*TASK DESCRIPTION*
Copy the lines exactly. Begin at the first line of the data and stop after the line with "use async_trait::async_trait;".

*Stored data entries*
- - - - - - -
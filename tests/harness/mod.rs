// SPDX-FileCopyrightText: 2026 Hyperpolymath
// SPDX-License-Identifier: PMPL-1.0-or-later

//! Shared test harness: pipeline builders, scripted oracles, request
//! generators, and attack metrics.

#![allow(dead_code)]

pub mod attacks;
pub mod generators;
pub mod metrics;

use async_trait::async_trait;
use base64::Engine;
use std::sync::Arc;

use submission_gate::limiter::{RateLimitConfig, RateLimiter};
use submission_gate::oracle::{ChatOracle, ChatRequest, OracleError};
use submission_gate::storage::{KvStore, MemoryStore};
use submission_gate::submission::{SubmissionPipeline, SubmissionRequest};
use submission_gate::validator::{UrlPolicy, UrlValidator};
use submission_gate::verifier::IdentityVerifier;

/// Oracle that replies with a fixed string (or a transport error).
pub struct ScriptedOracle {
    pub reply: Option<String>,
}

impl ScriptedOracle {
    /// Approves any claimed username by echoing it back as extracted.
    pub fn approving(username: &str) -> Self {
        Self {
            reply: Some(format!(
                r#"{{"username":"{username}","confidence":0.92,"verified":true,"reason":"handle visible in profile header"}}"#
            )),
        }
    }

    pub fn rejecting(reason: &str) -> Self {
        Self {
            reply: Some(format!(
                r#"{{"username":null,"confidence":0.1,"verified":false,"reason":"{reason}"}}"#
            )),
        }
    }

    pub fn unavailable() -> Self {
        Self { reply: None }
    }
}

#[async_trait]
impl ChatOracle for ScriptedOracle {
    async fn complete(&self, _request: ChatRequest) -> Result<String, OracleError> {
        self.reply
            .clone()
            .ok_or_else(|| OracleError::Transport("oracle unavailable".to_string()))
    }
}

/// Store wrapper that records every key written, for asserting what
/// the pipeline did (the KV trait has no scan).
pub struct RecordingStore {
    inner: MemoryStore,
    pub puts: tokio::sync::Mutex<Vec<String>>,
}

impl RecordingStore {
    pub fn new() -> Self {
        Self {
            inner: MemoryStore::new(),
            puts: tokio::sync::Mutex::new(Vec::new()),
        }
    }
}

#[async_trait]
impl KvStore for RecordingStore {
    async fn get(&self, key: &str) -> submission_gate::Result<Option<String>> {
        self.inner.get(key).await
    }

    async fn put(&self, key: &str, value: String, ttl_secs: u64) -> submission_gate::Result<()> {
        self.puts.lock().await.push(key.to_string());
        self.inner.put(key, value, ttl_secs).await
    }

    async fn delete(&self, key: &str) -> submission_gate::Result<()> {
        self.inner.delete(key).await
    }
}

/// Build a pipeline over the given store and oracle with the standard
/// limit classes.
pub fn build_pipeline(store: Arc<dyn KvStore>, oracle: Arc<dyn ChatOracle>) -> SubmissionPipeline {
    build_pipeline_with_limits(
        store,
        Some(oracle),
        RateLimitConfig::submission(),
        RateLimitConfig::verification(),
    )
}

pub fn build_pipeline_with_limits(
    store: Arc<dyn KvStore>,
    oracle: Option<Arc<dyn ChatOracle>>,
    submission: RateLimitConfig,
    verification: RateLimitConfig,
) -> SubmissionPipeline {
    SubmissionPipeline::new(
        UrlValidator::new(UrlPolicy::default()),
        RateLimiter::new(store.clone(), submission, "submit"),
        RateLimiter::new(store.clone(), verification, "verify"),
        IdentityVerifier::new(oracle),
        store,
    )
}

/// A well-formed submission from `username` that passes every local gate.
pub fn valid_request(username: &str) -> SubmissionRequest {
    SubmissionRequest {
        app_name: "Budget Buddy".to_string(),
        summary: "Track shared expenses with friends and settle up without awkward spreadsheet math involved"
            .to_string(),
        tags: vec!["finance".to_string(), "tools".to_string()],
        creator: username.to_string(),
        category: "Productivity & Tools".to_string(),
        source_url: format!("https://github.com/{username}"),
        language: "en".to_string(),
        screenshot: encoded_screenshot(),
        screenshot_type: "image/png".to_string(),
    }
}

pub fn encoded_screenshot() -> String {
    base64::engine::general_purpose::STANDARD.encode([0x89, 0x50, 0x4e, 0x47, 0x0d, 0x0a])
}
- - - - - - -
*FINAL ANSWER*
filename tests/harness/mod.rs
// SPDX-FileCopyrightText: 2026 Hyperpolymath
// SPDX-License-Identifier: PMPL-1.0-or-later

//! Shared test harness: pipeline builders, scripted oracles, request
//! generators, and attack metrics.

#![allow(dead_code)]

pub mod attacks;
pub mod generators;
pub mod metrics;

use async_trait::async_trait;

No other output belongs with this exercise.